2. Verification and confirmation: Health officials verify the reported illness by collecting information on symptoms, onset, and food history. They confirm the diagnosis through laboratory testing if necessary.

3. Epidemiological investigation: Health officials interview the affected individuals to determine common food sources and potential sources of contamination. They might also review food preparation practices and inspect the food establishment.

4. Food sample collection and analysis: Samples of suspected food items may be collected for laboratory testing to identify specific pathogens or toxins that could be responsible for the illness.

5. Regulatory action: Depending on the findings of the investigation, regulatory actions such as temporary closure of the establishment, issuance of health advisories, or enforcement of corrective actions may be taken to prevent further illness.

6. Follow-up and monitoring: Health officials conduct follow-up investigations to ensure that corrective measures have been implemented, monitor for any additional cases, and provide guidance to prevent future outbreaks.

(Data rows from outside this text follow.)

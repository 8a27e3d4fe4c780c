//! Session state and core simulation types
//!
//! A `Session` is a plain value: the frame step takes it by `&mut` and
//! nothing else holds game state.

use serde::{Deserialize, Serialize};

use super::actor::Actor;
use super::level::{self, Level, Platform};
use super::rect::Rect;
use crate::config::SessionConfig;

/// Current phase of the session
#[derive(Debug, Clone, Copy, PartialEq, Eq, Serialize, Deserialize)]
pub enum GamePhase {
    /// Created, first frame not yet run
    NotStarted,
    /// Active gameplay
    InProgress,
    /// Ran out of lives (terminal)
    GameOver,
    /// Cleared the last level (terminal)
    Won,
}

impl GamePhase {
    pub fn is_terminal(self) -> bool {
        matches!(self, GamePhase::GameOver | GamePhase::Won)
    }

    pub fn as_str(&self) -> &'static str {
        match self {
            GamePhase::NotStarted => "NotStarted",
            GamePhase::InProgress => "InProgress",
            GamePhase::GameOver => "GameOver",
            GamePhase::Won => "Won",
        }
    }
}

/// Things that happened during a frame, for audio/effects hooks
#[derive(Debug, Clone, Copy, PartialEq, Eq, Serialize, Deserialize)]
pub enum GameEvent {
    Started,
    Jumped,
    Landed,
    EnemyStomped { id: u32 },
    ActorHit { lives: u32 },
    Pitfall { lives: u32 },
    CoinCollected { id: u32 },
    BoostStarted { until: u64 },
    BoostExpired,
    /// `level` is the level that was just cleared
    LevelCleared { level: u32 },
    GameOver { score: u64 },
    Won { score: u64 },
    Quit,
}

/// How a finished session ended
#[derive(Debug, Clone, Copy, PartialEq, Eq, Serialize, Deserialize)]
pub enum Outcome {
    Won,
    GameOver,
    Quit,
}

/// Read-only per-frame view for the presentation layer
#[derive(Debug, Clone, Serialize, Deserialize)]
pub struct FrameSnapshot {
    pub frame: u64,
    pub phase: GamePhase,
    pub level: u32,
    pub actor: Rect,
    pub score: u64,
    pub lives: u32,
    pub coins: u32,
    pub boosted: bool,
}

/// Final numbers for the summary screen
#[derive(Debug, Clone, Serialize, Deserialize)]
pub struct Summary {
    pub outcome: Outcome,
    pub score: u64,
    /// Last level played
    pub level: u32,
    pub coins: u32,
    pub frames: u64,
}

/// Complete session state (deterministic, serializable)
#[derive(Debug, Clone, Serialize, Deserialize)]
pub struct Session {
    pub config: SessionConfig,
    /// 1-based; goes one past the last level when the game is won
    pub level_index: u32,
    pub actor: Actor,
    pub level: Level,
    pub phase: GamePhase,
    /// Frames simulated while in progress
    pub frame: u64,
    /// Set by a quit request; no frame runs afterwards
    pub quit_requested: bool,
}

impl Session {
    pub fn new(config: SessionConfig) -> Self {
        let level = level::build(1).unwrap_or_else(|| Level::flat(1));
        Self {
            actor: Actor::new(config.starting_lives),
            config,
            level_index: 1,
            level,
            phase: GamePhase::NotStarted,
            frame: 0,
            quit_requested: false,
        }
    }

    /// True while frames should keep being fed to `tick`
    pub fn is_running(&self) -> bool {
        !self.phase.is_terminal() && !self.quit_requested
    }

    pub fn platforms(&self) -> &[Platform] {
        &self.level.platforms
    }

    pub fn snapshot(&self) -> FrameSnapshot {
        FrameSnapshot {
            frame: self.frame,
            phase: self.phase,
            level: self.level.index,
            actor: self.actor.rect,
            score: self.actor.score,
            lives: self.actor.lives,
            coins: self.actor.coins_collected,
            boosted: self.actor.boost_until.is_some(),
        }
    }

    /// Final numbers once the session has ended (terminal phase or quit)
    pub fn summary(&self) -> Option<Summary> {
        let outcome = match self.phase {
            GamePhase::Won => Outcome::Won,
            GamePhase::GameOver => Outcome::GameOver,
            _ if self.quit_requested => Outcome::Quit,
            _ => return None,
        };
        Some(Summary {
            outcome,
            score: self.actor.score,
            level: self.level.index,
            coins: self.actor.coins_collected,
            frames: self.frame,
        })
    }
}

impl Default for Session {
    fn default() -> Self {
        Self::new(SessionConfig::default())
    }
}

These steps are crucial in identifying the source of a foodborne illness outbreak, mitigating its impact, and preventing future occurrences in Delaware.

2. How does the Delaware Division of Public Health handle reported cases of foodborne illnesses?

The Delaware Division of Public Health follows a comprehensive procedure when handling reported cases of foodborne illnesses.
1. Initial investigation: Upon receiving a report of a foodborne illness, the Division of Public Health conducts an initial investigation to gather information about the affected individuals, symptoms they are experiencing, and any potential sources of contamination.
2. Case confirmation: The division works to confirm cases of foodborne illness through laboratory testing of samples from affected individuals or implicated food sources. This helps to identify the specific pathogens responsible for the illness.
3. Source identification: Once cases of foodborne illness are confirmed, the division works to identify the source of contamination. This involves tracing back the contaminated food products through interviews with affected individuals and inspection of food establishments.
4. Control measures: To prevent further spread of the illness, the division may implement control measures such as issuing recalls of contaminated food products, providing guidance to food establishments on safe food handling practices, and conducting inspections to ensure compliance with food safety regulations.
5. Collaboration: Throughout the investigation process, the Delaware Division of Public Health collaborates with other agencies and stakeholders, such as the Centers for Disease Control and Prevention (CDC) and local health departments, to gather information, share resources, and coordinate response efforts. By following these steps and working diligently to identify and address the sources of foodborne illnesses, the division aims to protect public health and prevent future outbreaks.

3. What are the common sources of foodborne illnesses in Delaware?

In Delaware, as in many other areas, there are several common sources of foodborne illnesses that investigators focus on. These sources can include:

1. Contaminated food products: This can occur due to improper storage, preparation, or handling of food. Cross-contamination between raw and cooked foods can also lead to foodborne illnesses.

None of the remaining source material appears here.